● AIM OF THE EXERCISE
Output the data below in full, byte for byte. Nothing may differ.

● RECORDS PROVIDED
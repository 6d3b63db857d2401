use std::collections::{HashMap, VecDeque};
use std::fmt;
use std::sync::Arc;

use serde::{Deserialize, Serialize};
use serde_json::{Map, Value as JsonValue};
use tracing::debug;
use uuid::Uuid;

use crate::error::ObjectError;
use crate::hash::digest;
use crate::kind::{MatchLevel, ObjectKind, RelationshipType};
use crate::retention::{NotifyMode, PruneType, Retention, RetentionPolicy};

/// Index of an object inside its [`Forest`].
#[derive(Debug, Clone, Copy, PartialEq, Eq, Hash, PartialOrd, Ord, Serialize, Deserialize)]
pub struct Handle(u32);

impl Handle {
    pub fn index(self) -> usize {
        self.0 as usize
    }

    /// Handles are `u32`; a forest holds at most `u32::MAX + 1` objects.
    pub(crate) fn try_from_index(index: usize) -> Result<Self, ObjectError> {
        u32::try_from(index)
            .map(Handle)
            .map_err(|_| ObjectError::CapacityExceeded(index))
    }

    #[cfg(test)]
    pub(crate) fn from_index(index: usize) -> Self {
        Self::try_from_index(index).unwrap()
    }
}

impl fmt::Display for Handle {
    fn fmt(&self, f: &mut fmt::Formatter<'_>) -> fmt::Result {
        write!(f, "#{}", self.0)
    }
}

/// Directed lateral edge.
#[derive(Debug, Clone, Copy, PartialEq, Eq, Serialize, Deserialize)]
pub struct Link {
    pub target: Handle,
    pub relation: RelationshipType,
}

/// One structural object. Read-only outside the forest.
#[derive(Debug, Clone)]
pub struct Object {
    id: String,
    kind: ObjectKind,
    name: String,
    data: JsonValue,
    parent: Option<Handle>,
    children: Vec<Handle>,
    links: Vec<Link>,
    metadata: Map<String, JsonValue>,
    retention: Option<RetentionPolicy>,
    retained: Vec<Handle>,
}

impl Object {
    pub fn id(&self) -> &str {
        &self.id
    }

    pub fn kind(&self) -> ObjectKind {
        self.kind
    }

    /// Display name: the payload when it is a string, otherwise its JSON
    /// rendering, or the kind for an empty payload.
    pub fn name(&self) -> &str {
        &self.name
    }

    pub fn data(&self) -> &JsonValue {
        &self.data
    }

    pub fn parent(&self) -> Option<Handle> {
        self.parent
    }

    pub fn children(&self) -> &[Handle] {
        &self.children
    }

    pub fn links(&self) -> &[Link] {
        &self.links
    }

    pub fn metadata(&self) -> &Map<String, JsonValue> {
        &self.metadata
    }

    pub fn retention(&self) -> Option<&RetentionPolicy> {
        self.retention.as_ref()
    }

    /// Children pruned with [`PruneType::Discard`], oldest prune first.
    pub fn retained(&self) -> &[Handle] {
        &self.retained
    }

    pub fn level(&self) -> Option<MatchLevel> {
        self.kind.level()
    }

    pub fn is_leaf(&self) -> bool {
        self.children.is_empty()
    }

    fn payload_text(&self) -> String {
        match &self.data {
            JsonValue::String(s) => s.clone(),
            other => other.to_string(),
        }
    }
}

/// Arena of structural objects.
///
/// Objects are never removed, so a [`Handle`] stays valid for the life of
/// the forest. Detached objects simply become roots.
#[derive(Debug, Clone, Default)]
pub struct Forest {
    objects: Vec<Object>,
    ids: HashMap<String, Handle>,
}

● WRITTEN ANSWER
repository 6d3b63db857d2401
use std::collections::{HashMap, VecDeque};
use std::fmt;
use std::sync::Arc;

use serde::{Deserialize, Serialize};
use serde_json::{Map, Value as JsonValue};
use tracing::debug;
use uuid::Uuid;

use crate::error::ObjectError;
use crate::hash::digest;
use crate::kind::{MatchLevel, ObjectKind, RelationshipType};
use crate::retention::{NotifyMode, PruneType, Retention, RetentionPolicy};

/// Index of an object inside its [`Forest`].
#[derive(Debug, Clone, Copy, PartialEq, Eq, Hash, PartialOrd, Ord, Serialize, Deserialize)]
pub struct Handle(u32);

impl Handle {
    pub fn index(self) -> usize {
        self.0 as usize
    }

    /// Handles are `u32`; a forest holds at most `u32::MAX + 1` objects.
    pub(crate) fn try_from_index(index: usize) -> Result<Self, ObjectError> {
        u32::try_from(index)
            .map(Handle)
            .map_err(|_| ObjectError::CapacityExceeded(index))
    }

    #[cfg(test)]
    pub(crate) fn from_index(index: usize) -> Self {
        Self::try_from_index(index).unwrap()
    }
}

impl fmt::Display for Handle {
    fn fmt(&self, f: &mut fmt::Formatter<'_>) -> fmt::Result {
        write!(f, "#{}", self.0)
    }
}

/// Directed lateral edge.
#[derive(Debug, Clone, Copy, PartialEq, Eq, Serialize, Deserialize)]
pub struct Link {
    pub target: Handle,
    pub relation: RelationshipType,
}

/// One structural object. Read-only outside the forest.
#[derive(Debug, Clone)]
pub struct Object {
    id: String,
    kind: ObjectKind,
    name: String,
    data: JsonValue,
    parent: Option<Handle>,
    children: Vec<Handle>,
    links: Vec<Link>,
    metadata: Map<String, JsonValue>,
    retention: Option<RetentionPolicy>,
    retained: Vec<Handle>,
}

impl Object {
    pub fn id(&self) -> &str {
        &self.id
    }

    pub fn kind(&self) -> ObjectKind {
        self.kind
    }

    /// Display name: the payload when it is a string, otherwise its JSON
    /// rendering, or the kind for an empty payload.
    pub fn name(&self) -> &str {
        &self.name
    }

    pub fn data(&self) -> &JsonValue {
        &self.data
    }

    pub fn parent(&self) -> Option<Handle> {
        self.parent
    }

    pub fn children(&self) -> &[Handle] {
        &self.children
    }

    pub fn links(&self) -> &[Link] {
        &self.links
    }

    pub fn metadata(&self) -> &Map<String, JsonValue> {
        &self.metadata
    }

    pub fn retention(&self) -> Option<&RetentionPolicy> {
        self.retention.as_ref()
    }

    /// Children pruned with [`PruneType::Discard`], oldest prune first.
    pub fn retained(&self) -> &[Handle] {
        &self.retained
    }

    pub fn level(&self) -> Option<MatchLevel> {
        self.kind.level()
    }

    pub fn is_leaf(&self) -> bool {
        self.children.is_empty()
    }

    fn payload_text(&self) -> String {
        match &self.data {
            JsonValue::String(s) => s.clone(),
            other => other.to_string(),
        }
    }
}

/// Arena of structural objects.
///
/// Objects are never removed, so a [`Handle`] stays valid for the life of
/// the forest. Detached objects simply become roots.
#[derive(Debug, Clone, Default)]
pub struct Forest {
    objects: Vec<Object>,
    ids: HashMap<String, Handle>,
}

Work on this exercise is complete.